The cost improvements were vital as the global economy entered a recession, DSG said, as it announced it had plunged into a £29.8 million loss in the half year to 18 October. This compared against a £52.5 million profit in the same period a year earlier.
In a tough week for retailers, Woolworths and MFI have both gone into administration.
“[DSG] is prepared for a recessionary environment and is consequently focused on cash generation,” the group said in a statement. “This includes reducing costs, optimising money margin and tight stock control, while continuing to deliver on the renewal and transformation plan.” In the first half of the year, Dixons reduced capital expenditure by £30 million year-on-year, to £160 million.

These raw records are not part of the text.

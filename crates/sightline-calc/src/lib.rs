//! Calc expression compiler and evaluator.
//!
//! Display elements carry small infix formulas over up to sixteen inputs
//! `A`..`P`. This crate compiles such text into a postfix [`Program`] once,
//! and evaluates it as often as the inputs change.
//!
//! ```
//! let program = sightline_calc::compile("A+B>3").unwrap();
//! assert_eq!(program.evaluate(&[1.0, 4.0]).unwrap(), 1.0);
//! ```

mod compile;
pub mod lexer;
mod program;

use smol_str::SmolStr;
use text_size::TextRange;
use thiserror::Error;

pub use compile::compile;
pub use program::{BinaryOp, Op, Program, UnaryOp, MAX_INPUTS};

/// Number of inputs a caller is expected to supply at minimum.
///
/// The display engine fills `A`..`L` from the first channel and its
/// metadata; programs touching only those never fail on a missing input.
pub const MIN_INPUTS: usize = 12;

/// Errors produced while compiling or evaluating a calc expression.
#[derive(Debug, Clone, PartialEq, Error)]
pub enum CalcError {
    /// Expression text could not be parsed.
    #[error("syntax error at {range:?}: {message}")]
    Syntax { message: SmolStr, range: TextRange },
    /// Evaluation failed.
    #[error("evaluation failed: {0}")]
    Eval(SmolStr),
}

/// Compiles and evaluates `source` in one step.
pub fn evaluate(source: &str, inputs: &[f64]) -> Result<f64, CalcError> {
    compile(source)?.evaluate(inputs)
}
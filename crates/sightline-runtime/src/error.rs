//! Display engine errors.

#![allow(missing_docs)]

use sightline_calc::CalcError;
use smol_str::SmolStr;
use thiserror::Error;

/// Errors raised by registration, template loading, expressions and writes.
///
/// Every variant is scoped to one element, one channel or one subtree; none
/// of them aborts composition of the enclosing display.
#[derive(Debug, Clone, PartialEq, Eq, Error)]
pub enum DisplayError {
    /// Channel name is empty or whitespace.
    #[error("empty channel name")]
    EmptyName,

    /// Channel, window or element does not exist.
    #[error("'{0}' not found")]
    NotFound(SmolStr),

    /// Expression text could not be compiled.
    #[error("expression syntax error: {0}")]
    Syntax(SmolStr),

    /// Expression evaluation failed.
    #[error("expression evaluation failed: {0}")]
    Eval(SmolStr),

    /// Outbound value rejected before it reached the value source.
    #[error("invalid value '{0}'")]
    InvalidValue(SmolStr),

    /// Template document could not be loaded.
    #[error("could not load display '{0}'")]
    LoadFailure(SmolStr),

    /// Slot table is full; the channel will never connect.
    #[error("slot table exhausted while registering '{0}'")]
    SlotExhausted(SmolStr),

    /// Configuration error.
    #[error("invalid config '{0}'")]
    InvalidConfig(SmolStr),

    /// Value source reported a failure.
    #[error("value source error: {0}")]
    Source(SmolStr),
}

impl From<CalcError> for DisplayError {
    fn from(err: CalcError) -> Self {
        match err {
            CalcError::Syntax { message, range } => Self::Syntax(
                format!("{message} at {}..{}", u32::from(range.start()), u32::from(range.end()))
                    .into(),
            ),
            CalcError::Eval(message) => Self::Eval(message),
        }
    }
}
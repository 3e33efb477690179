//! Channel values and metadata as delivered by a value source.

#![allow(missing_docs)]

use serde::Serialize;
use smol_str::SmolStr;

/// Native field type of a channel.
#[derive(Debug, Clone, Copy, PartialEq, Eq, Hash, Default, Serialize)]
#[serde(rename_all = "lowercase")]
pub enum FieldType {
    String,
    Enum,
    Char,
    Int,
    Long,
    Float,
    #[default]
    Double,
}

impl FieldType {
    #[must_use]
    pub fn dbf_name(self) -> &'static str {
        match self {
            Self::String => "DBF_STRING",
            Self::Enum => "DBF_ENUM",
            Self::Char => "DBF_CHAR",
            Self::Int => "DBF_INT",
            Self::Long => "DBF_LONG",
            Self::Float => "DBF_FLOAT",
            Self::Double => "DBF_DOUBLE",
        }
    }

    /// True for field types whose value is an integer on the wire.
    #[must_use]
    pub fn is_integral(self) -> bool {
        matches!(self, Self::Enum | Self::Char | Self::Int | Self::Long)
    }
}

/// Alarm severity. `NotConnected` is the distinguished state shown for
/// channels that are not (or no longer) connected.
#[derive(Debug, Clone, Copy, PartialEq, Eq, Hash, Default, PartialOrd, Ord, Serialize)]
#[serde(rename_all = "snake_case")]
pub enum Severity {
    #[default]
    NoAlarm,
    Minor,
    Major,
    Invalid,
    NotConnected,
}

impl Severity {
    #[must_use]
    pub fn from_code(code: u16) -> Self {
        match code {
            0 => Self::NoAlarm,
            1 => Self::Minor,
            2 => Self::Major,
            3 => Self::Invalid,
            _ => Self::NotConnected,
        }
    }

    #[must_use]
    pub fn code(self) -> u16 {
        match self {
            Self::NoAlarm => 0,
            Self::Minor => 1,
            Self::Major => 2,
            Self::Invalid => 3,
            Self::NotConnected => 4,
        }
    }

    #[must_use]
    pub fn name(self) -> &'static str {
        match self {
            Self::NoAlarm => "NO_ALARM",
            Self::Minor => "MINOR",
            Self::Major => "MAJOR",
            Self::Invalid => "INVALID",
            Self::NotConnected => "NOT_CONNECTED",
        }
    }
}

#[derive(Debug, Clone, Copy, PartialEq, Eq, Hash, Default, Serialize)]
#[serde(rename_all = "lowercase")]
pub enum ConnectionState {
    #[default]
    Disconnected,
    Connecting,
    Connected,
}

/// A low/high limit pair.
#[derive(Debug, Clone, Copy, PartialEq, Default, Serialize)]
pub struct Limits {
    pub low: f64,
    pub high: f64,
}

impl Limits {
    #[must_use]
    pub fn new(low: f64, high: f64) -> Self {
        Self { low, high }
    }

    /// Limits that carry no usable range.
    #[must_use]
    pub fn is_degenerate(self) -> bool {
        (self.high - self.low).abs() <= 0.001
    }

    #[must_use]
    pub fn inverted(self) -> Self {
        Self {
            low: self.high,
            high: self.low,
        }
    }
}

#[derive(Debug, Clone, Copy, PartialEq, Eq, Default, Serialize)]
pub struct Access {
    pub read: bool,
    pub write: bool,
}

impl Access {
    pub const READ_WRITE: Self = Self {
        read: true,
        write: true,
    };
    pub const READ_ONLY: Self = Self {
        read: true,
        write: false,
    };

    #[must_use]
    pub fn label(self) -> &'static str {
        match (self.read, self.write) {
            (true, true) => "ReadWrite",
            (true, false) => "ReadOnly",
            (false, true) => "WriteOnly",
            (false, false) => "NoAccess",
        }
    }
}

/// Complete cached state of one channel.
///
/// The registry stores this behind an `Arc` and replaces it whole on every
/// update; readers never observe a partially written state.
#[derive(Debug, Clone, PartialEq, Default)]
pub struct ChannelState {
    pub connection: ConnectionState,
    pub field_type: FieldType,
    /// Numeric value (`rvalue`).
    pub value: f64,
    /// Integer value (`ivalue`), also the enum index.
    pub ivalue: i64,
    /// String payload for string channels.
    pub text: SmolStr,
    /// Waveform payload.
    pub vector: Vec<f64>,
    /// Element count of the channel.
    pub count: u32,
    pub enum_states: Vec<SmolStr>,
    pub units: SmolStr,
    pub precision: i16,
    pub severity: Severity,
    pub status: u16,
    pub display: Limits,
    pub alarm: Limits,
    pub warning: Limits,
    pub control: Limits,
    pub access: Access,
    /// Host serving the channel.
    pub fec: SmolStr,
}

impl ChannelState {
    /// A connected double channel holding `value`.
    #[must_use]
    pub fn connected(value: f64) -> Self {
        Self {
            connection: ConnectionState::Connected,
            field_type: FieldType::Double,
            value,
            ivalue: float_to_int(value),
            count: 1,
            access: Access::READ_WRITE,
            ..Self::default()
        }
    }

    /// A connected enum channel at index `index` with the given states.
    #[must_use]
    pub fn connected_enum(index: i64, states: &[&str]) -> Self {
        #[allow(clippy::cast_precision_loss)]
        let value = index as f64;
        Self {
            field_type: FieldType::Enum,
            ivalue: index,
            value,
            enum_states: states.iter().map(|state| SmolStr::new(state)).collect(),
            ..Self::connected(0.0)
        }
    }

    /// A connected string channel.
    #[must_use]
    pub fn connected_text(text: &str) -> Self {
        Self {
            field_type: FieldType::String,
            text: SmolStr::new(text),
            ..Self::connected(0.0)
        }
    }

    #[must_use]
    pub fn with_display_limits(mut self, low: f64, high: f64) -> Self {
        self.display = Limits::new(low, high);
        self
    }

    #[must_use]
    pub fn with_precision(mut self, precision: i16) -> Self {
        self.precision = precision;
        self
    }

    #[must_use]
    pub fn with_severity(mut self, severity: Severity) -> Self {
        self.severity = severity;
        self
    }

    #[must_use]
    pub fn with_access(mut self, access: Access) -> Self {
        self.access = access;
        self
    }

    #[must_use]
    pub fn with_units(mut self, units: &str) -> Self {
        self.units = SmolStr::new(units);
        self
    }

    /// The same channel after losing its connection. Cached metadata is kept.
    #[must_use]
    pub fn disconnected(&self) -> Self {
        Self {
            connection: ConnectionState::Disconnected,
            severity: Severity::NotConnected,
            access: Access::default(),
            ..self.clone()
        }
    }

    #[must_use]
    pub fn is_connected(&self) -> bool {
        self.connection == ConnectionState::Connected
    }

    /// Sets the numeric value, keeping the integer view consistent.
    pub fn set_value(&mut self, value: f64) {
        self.value = value;
        self.ivalue = float_to_int(value);
    }
}

#[allow(clippy::cast_possible_truncation)]
pub(crate) fn float_to_int(value: f64) -> i64 {
    value as i64
}

#[cfg(test)]
mod tests {
    use super::*;

    #[test]
    fn degenerate_limits_detected() {
        assert!(Limits::new(0.0, 0.0).is_degenerate());
        assert!(Limits::new(1.0, 1.0005).is_degenerate());
        assert!(!Limits::new(0.0, 10.0).is_degenerate());
    }

    #[test]
    fn disconnect_keeps_metadata_and_drops_access() {
        let state = ChannelState::connected(4.0)
            .with_units("mm")
            .with_display_limits(0.0, 10.0);
        let lost = state.disconnected();
        assert_eq!(lost.severity, Severity::NotConnected);
        assert_eq!(lost.units, "mm");
        assert_eq!(lost.display, Limits::new(0.0, 10.0));
        assert!(!lost.access.write);
    }

    #[test]
    fn access_labels() {
        assert_eq!(Access::READ_WRITE.label(), "ReadWrite");
        assert_eq!(Access::READ_ONLY.label(), "ReadOnly");
        assert_eq!(Access::default().label(), "NoAccess");
    }
}
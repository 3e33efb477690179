use expect_test::expect;
use sightline_calc::{compile, evaluate, CalcError};

fn eval(source: &str, inputs: &[f64]) -> f64 {
    evaluate(source, inputs).expect("evaluate")
}

#[test]
fn comparison_yields_boolean_numbers() {
    assert_eq!(eval("A+B>3", &[1.0, 4.0]), 1.0);
    assert_eq!(eval("A+B>3", &[1.0, 1.0]), 0.0);
    assert_eq!(eval("A=2", &[2.0]), 1.0);
    assert_eq!(eval("A#2", &[2.0]), 0.0);
}

#[test]
fn bit_tests_against_status_words() {
    assert_eq!(eval("(A&4)#0", &[6.0]), 1.0);
    assert_eq!(eval("(A&4)#0", &[3.0]), 0.0);
    assert_eq!(eval("A>>2&1", &[4.0]), 1.0);
    assert_eq!(eval("~0", &[]), -1.0);
}

#[test]
fn functions_and_constants() {
    assert_eq!(eval("MAX(A,B,C)", &[1.0, 7.0, 3.0]), 7.0);
    assert_eq!(eval("MIN(A,B)", &[1.0, 7.0]), 1.0);
    assert_eq!(eval("ABS(A)", &[-2.5]), 2.5);
    assert_eq!(eval("NINT(A)", &[2.6]), 3.0);
    assert!((eval("SIN(PI/2)", &[]) - 1.0).abs() < 1e-12);
    assert!((eval("180*D2R", &[]) - std::f64::consts::PI).abs() < 1e-12);
}

#[test]
fn ternary_selects_branch() {
    assert_eq!(eval("A>0?B:C", &[1.0, 10.0, 20.0]), 10.0);
    assert_eq!(eval("A>0?B:C", &[0.0, 10.0, 20.0]), 20.0);
}

#[test]
fn hex_literals_are_integers() {
    assert_eq!(eval("0x10+1", &[]), 17.0);
}

#[test]
fn division_by_zero_is_an_error() {
    let err = evaluate("A/B", &[1.0, 0.0]).expect_err("division by zero");
    assert!(matches!(err, CalcError::Eval(_)));
}

#[test]
fn modulo_of_saturated_value_by_minus_one_is_an_error() {
    let err = evaluate("A%B", &[-1e19, -1.0]).expect_err("overflow");
    assert!(matches!(err, CalcError::Eval(_)));
    assert_eq!(eval("A%B", &[-7.0, -1.0]), 0.0);
    assert_eq!(eval("A%B", &[7.0, 3.0]), 1.0);
}

#[test]
fn missing_input_is_an_error() {
    let program = compile("A+D").expect("compile");
    assert!(program.uses_input(3));
    assert!(!program.uses_input(1));
    assert!(matches!(program.evaluate(&[1.0]), Err(CalcError::Eval(_))));
    assert_eq!(program.evaluate(&[1.0, 0.0, 0.0, 2.0]).expect("eval"), 3.0);
}

#[test]
fn compiled_program_renders_postfix() {
    let program = compile("(A + B) * 2 > MAX(C, 1) && !D").expect("compile");
    expect![[r#"A B + 2 * C 1 MAX/2 > D ! &&"#]].assert_eq(&program.to_string());
    assert_eq!(program.source(), "(A + B) * 2 > MAX(C, 1) && !D");
}

#[test]
fn garbage_fails_to_compile() {
    for text in ["", "A +", "(A", "A B", "FOO(1)", "A @ B"] {
        assert!(
            matches!(compile(text), Err(CalcError::Syntax { .. })),
            "{text:?} should not compile"
        );
    }
}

John Browett, chief executive, said the company was “prioritising cash generation as well as tightly managing stock, money margins and costs”. Progress on the change programmes were “rapid”, he said, but warned that the outlook remained difficult.
Under an existing plan called One Group, DSG has been moving to a common operating model across its stores, which it anticipated would reduce costs “significantly”. It is simplifying business processes as part of the programme, and improving systems and decision making.
By having one set of business processes, DSG said it would be able to improve operations more quickly across the company.
In May, DSG announced an additional plan, Step Change, that will target £50 million savings. Under that programme, DSG is removing process duplication, and creating a more efficient setup in its head office, supply chain and stock management. It intends to reinvest these savings into improving customer service.
The DSG e-commerce operation increased sales by nine per cent to £276 million, generating a £1 million profit. Next year, Dixons.co.uk will move onto French counterpart Pixmania’s unnamed e-commerce platform.
DSG closed 18 stores on the half year, and is targeting another 25.